Provided records:

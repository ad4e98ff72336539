//! Upstream tables and live insert feeds.
//!
//! [`DataSource`] is the seam to whatever store holds the rows. Two
//! implementations ship with the crate:
//!
//! - [`MemorySource`]: tables held in memory; `insert` broadcasts to live
//!   subscribers immediately. Used for embedding and tests.
//! - [`DirectorySource`]: each table is a CSV/TSV/NDJSON file in a
//!   directory; subscriptions poll the file and emit appended rows.
//!
//! A [`Subscription`] is a channel of [`SourceEvent`]s. Connection state
//! always starts at `Connecting` and moves to `Connected` or
//! `Disconnected`; dropping the subscription stops its producer.

use std::{
    collections::HashMap,
    path::{Path, PathBuf},
    sync::{
        Arc, Mutex, MutexGuard,
        atomic::{AtomicBool, Ordering},
        mpsc::{self, Receiver, RecvTimeoutError, Sender, TryRecvError},
    },
    thread,
    time::Duration,
};

use encoding_rs::{Encoding, UTF_8};
use log::{debug, warn};
use serde::Serialize;

use crate::{
    error::SourceError,
    io_utils::{self, TableFile},
    value::Row,
};

pub const DEFAULT_POLL_INTERVAL: Duration = Duration::from_millis(1000);

#[derive(Debug, Clone, Copy, PartialEq, Eq, Serialize)]
#[serde(rename_all = "snake_case")]
pub enum ConnectionState {
    Connecting,
    Connected,
    Disconnected,
}

#[derive(Debug, Clone, PartialEq)]
pub enum SourceEvent {
    State(ConnectionState),
    Insert(Row),
}

pub trait DataSource: Send + Sync {
    fn table_exists(&self, table: &str) -> Result<bool, SourceError>;

    /// Up to `limit` of the most recent rows, oldest first.
    fn select_all(&self, table: &str, limit: usize) -> Result<Vec<Row>, SourceError>;

    fn subscribe(&self, table: &str) -> Result<Subscription, SourceError>;
}

impl<S: DataSource + ?Sized> DataSource for Arc<S> {
    fn table_exists(&self, table: &str) -> Result<bool, SourceError> {
        (**self).table_exists(table)
    }

    fn select_all(&self, table: &str, limit: usize) -> Result<Vec<Row>, SourceError> {
        (**self).select_all(table, limit)
    }

    fn subscribe(&self, table: &str) -> Result<Subscription, SourceError> {
        (**self).subscribe(table)
    }
}

/// Producer half of a subscription.
#[derive(Debug, Clone)]
pub struct EventSender {
    sender: Sender<SourceEvent>,
    stopped: Arc<AtomicBool>,
}

impl EventSender {
    /// `false` once the consumer has gone away.
    pub fn send(&self, event: SourceEvent) -> bool {
        !self.is_stopped() && self.sender.send(event).is_ok()
    }

    pub fn is_stopped(&self) -> bool {
        self.stopped.load(Ordering::Acquire)
    }
}

#[derive(Debug)]
pub struct Subscription {
    table: String,
    receiver: Receiver<SourceEvent>,
    stopped: Arc<AtomicBool>,
    closed: bool,
}

impl Subscription {
    pub fn channel(table: &str) -> (EventSender, Subscription) {
        let (sender, receiver) = mpsc::channel();
        let stopped = Arc::new(AtomicBool::new(false));
        (
            EventSender {
                sender,
                stopped: Arc::clone(&stopped),
            },
            Subscription {
                table: table.to_string(),
                receiver,
                stopped,
                closed: false,
            },
        )
    }

    pub fn table(&self) -> &str {
        &self.table
    }

    /// Next pending event without blocking. A producer that went away
    /// without saying so is reported once as `Disconnected`.
    pub fn try_next(&mut self) -> Option<SourceEvent> {
        if self.closed {
            return None;
        }
        match self.receiver.try_recv() {
            Ok(event) => Some(self.observe(event)),
            Err(TryRecvError::Empty) => None,
            Err(TryRecvError::Disconnected) => self.close(),
        }
    }

    pub fn next_timeout(&mut self, timeout: Duration) -> Option<SourceEvent> {
        if self.closed {
            return None;
        }
        match self.receiver.recv_timeout(timeout) {
            Ok(event) => Some(self.observe(event)),
            Err(RecvTimeoutError::Timeout) => None,
            Err(RecvTimeoutError::Disconnected) => self.close(),
        }
    }

    pub fn is_closed(&self) -> bool {
        self.closed
    }

    fn observe(&mut self, event: SourceEvent) -> SourceEvent {
        if event == SourceEvent::State(ConnectionState::Disconnected) {
            self.closed = true;
        }
        event
    }

    fn close(&mut self) -> Option<SourceEvent> {
        self.closed = true;
        Some(SourceEvent::State(ConnectionState::Disconnected))
    }
}

impl Drop for Subscription {
    fn drop(&mut self) {
        self.stopped.store(true, Ordering::Release);
    }
}

#[derive(Debug, Default)]
struct MemoryTables {
    tables: HashMap<String, Vec<Row>>,
    subscribers: HashMap<String, Vec<EventSender>>,
    fetch_failure: Option<String>,
}

/// In-memory tables with push-based live inserts.
#[derive(Debug, Default)]
pub struct MemorySource {
    inner: Mutex<MemoryTables>,
}

impl MemorySource {
    pub fn new() -> Self {
        Self::default()
    }

    pub fn with_table<I: IntoIterator<Item = Row>>(self, table: &str, rows: I) -> Self {
        self.lock()
            .tables
            .insert(table.to_string(), rows.into_iter().collect());
        self
    }

    /// Appends `row` and pushes it to every live subscriber of `table`.
    /// Creates the table when it does not exist yet.
    pub fn insert(&self, table: &str, row: Row) {
        let mut inner = self.lock();
        inner
            .tables
            .entry(table.to_string())
            .or_default()
            .push(row.clone());
        if let Some(subscribers) = inner.subscribers.get_mut(table) {
            subscribers.retain(|sender| sender.send(SourceEvent::Insert(row.clone())));
        }
    }

    /// Removes `table`, disconnecting its subscribers.
    pub fn drop_table(&self, table: &str) {
        let mut inner = self.lock();
        inner.tables.remove(table);
        if let Some(subscribers) = inner.subscribers.remove(table) {
            for sender in subscribers {
                sender.send(SourceEvent::State(ConnectionState::Disconnected));
            }
        }
    }

    /// Makes every subsequent `select_all` fail with `message` until cleared.
    pub fn fail_fetches(&self, message: Option<&str>) {
        self.lock().fetch_failure = message.map(str::to_string);
    }

    fn lock(&self) -> MutexGuard<'_, MemoryTables> {
        self.inner
            .lock()
            .unwrap_or_else(|poisoned| poisoned.into_inner())
    }
}

impl DataSource for MemorySource {
    fn table_exists(&self, table: &str) -> Result<bool, SourceError> {
        Ok(self.lock().tables.contains_key(table))
    }

    fn select_all(&self, table: &str, limit: usize) -> Result<Vec<Row>, SourceError> {
        let inner = self.lock();
        if let Some(message) = &inner.fetch_failure {
            return Err(SourceError::backend(table, message));
        }
        let rows = inner
            .tables
            .get(table)
            .ok_or_else(|| SourceError::backend(table, "no such table"))?;
        let skip = rows.len().saturating_sub(limit);
        Ok(rows[skip..].to_vec())
    }

    fn subscribe(&self, table: &str) -> Result<Subscription, SourceError> {
        let (sender, subscription) = Subscription::channel(table);
        sender.send(SourceEvent::State(ConnectionState::Connecting));
        let mut inner = self.lock();
        if inner.tables.contains_key(table) {
            sender.send(SourceEvent::State(ConnectionState::Connected));
            inner
                .subscribers
                .entry(table.to_string())
                .or_default()
                .push(sender);
        } else {
            sender.send(SourceEvent::State(ConnectionState::Disconnected));
        }
        Ok(subscription)
    }
}

/// Tables stored as files in one directory.
#[derive(Debug, Clone)]
pub struct DirectorySource {
    root: PathBuf,
    delimiter: Option<u8>,
    encoding: &'static Encoding,
    poll_interval: Duration,
}

impl DirectorySource {
    pub fn new(root: impl Into<PathBuf>) -> Self {
        Self {
            root: root.into(),
            delimiter: None,
            encoding: UTF_8,
            poll_interval: DEFAULT_POLL_INTERVAL,
        }
    }

    pub fn with_delimiter(mut self, delimiter: Option<u8>) -> Self {
        self.delimiter = delimiter;
        self
    }

    pub fn with_encoding(mut self, encoding: &'static Encoding) -> Self {
        self.encoding = encoding;
        self
    }

    pub fn with_poll_interval(mut self, interval: Duration) -> Self {
        self.poll_interval = interval.max(Duration::from_millis(10));
        self
    }

    pub fn root(&self) -> &Path {
        &self.root
    }

    fn locate(&self, table: &str) -> Result<Option<TableFile>, SourceError> {
        if !io_utils::is_valid_table_name(table) {
            return Err(SourceError::InvalidTableName(table.to_string()));
        }
        Ok(io_utils::locate_table(&self.root, table, self.delimiter))
    }

    fn read_all(&self, table: &str, file: &TableFile) -> Result<Vec<Row>, SourceError> {
        io_utils::read_table(file, self.encoding)
            .map_err(|err| SourceError::backend(table, format!("{err:#}")))
    }
}

impl DataSource for DirectorySource {
    fn table_exists(&self, table: &str) -> Result<bool, SourceError> {
        match self.locate(table) {
            Ok(found) => Ok(found.is_some()),
            Err(SourceError::InvalidTableName(_)) => Ok(false),
            Err(err) => Err(err),
        }
    }

    fn select_all(&self, table: &str, limit: usize) -> Result<Vec<Row>, SourceError> {
        let file = self
            .locate(table)?
            .ok_or_else(|| SourceError::backend(table, "table file not found"))?;
        let mut rows = self.read_all(table, &file)?;
        let skip = rows.len().saturating_sub(limit);
        rows.drain(..skip);
        Ok(rows)
    }

    fn subscribe(&self, table: &str) -> Result<Subscription, SourceError> {
        let (sender, subscription) = Subscription::channel(table);
        sender.send(SourceEvent::State(ConnectionState::Connecting));
        let Some(file) = self.locate(table)? else {
            sender.send(SourceEvent::State(ConnectionState::Disconnected));
            return Ok(subscription);
        };
        let baseline = self.read_all(table, &file)?.len();
        let tailer = Tailer {
            source: self.clone(),
            table: table.to_string(),
            seen: baseline,
            sender,
        };
        thread::Builder::new()
            .name(format!("tail-{table}"))
            .spawn(move || tailer.run())
            .map_err(|err| SourceError::backend(table, err))?;
        Ok(subscription)
    }
}

/// Polls one table file and forwards rows appended since the last look.
struct Tailer {
    source: DirectorySource,
    table: String,
    seen: usize,
    sender: EventSender,
}

impl Tailer {
    fn run(mut self) {
        if !self
            .sender
            .send(SourceEvent::State(ConnectionState::Connected))
        {
            return;
        }
        debug!("Tailing table '{}' from row {}", self.table, self.seen);
        loop {
            if !self.sleep() {
                return;
            }
            let file = match self.source.locate(&self.table) {
                Ok(Some(file)) => file,
                _ => {
                    warn!("Table '{}' disappeared; live updates stopped", self.table);
                    self.sender
                        .send(SourceEvent::State(ConnectionState::Disconnected));
                    return;
                }
            };
            let rows = match self.source.read_all(&self.table, &file) {
                Ok(rows) => rows,
                Err(err) => {
                    // Usually a half-written trailing line; try again next tick.
                    debug!("Skipping poll of '{}': {err}", self.table);
                    continue;
                }
            };
            if rows.len() < self.seen {
                debug!("Table '{}' shrank; resetting tail position", self.table);
                self.seen = rows.len();
                continue;
            }
            for row in rows.into_iter().skip(self.seen) {
                self.seen += 1;
                if !self.sender.send(SourceEvent::Insert(row)) {
                    return;
                }
            }
        }
    }

    /// Sleeps one poll interval in short steps; `false` if stopped meanwhile.
    fn sleep(&self) -> bool {
        let step = Duration::from_millis(10);
        let mut waited = Duration::ZERO;
        while waited < self.source.poll_interval {
            if self.sender.is_stopped() {
                return false;
            }
            thread::sleep(step);
            waited += step;
        }
        !self.sender.is_stopped()
    }
}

Problem requirements:
Look for the word "static" in the listing above, and copy every line where you find it.

Expected output:
    encoding: &'static Encoding,
    pub fn with_encoding(mut self, encoding: &'static Encoding) -> Self {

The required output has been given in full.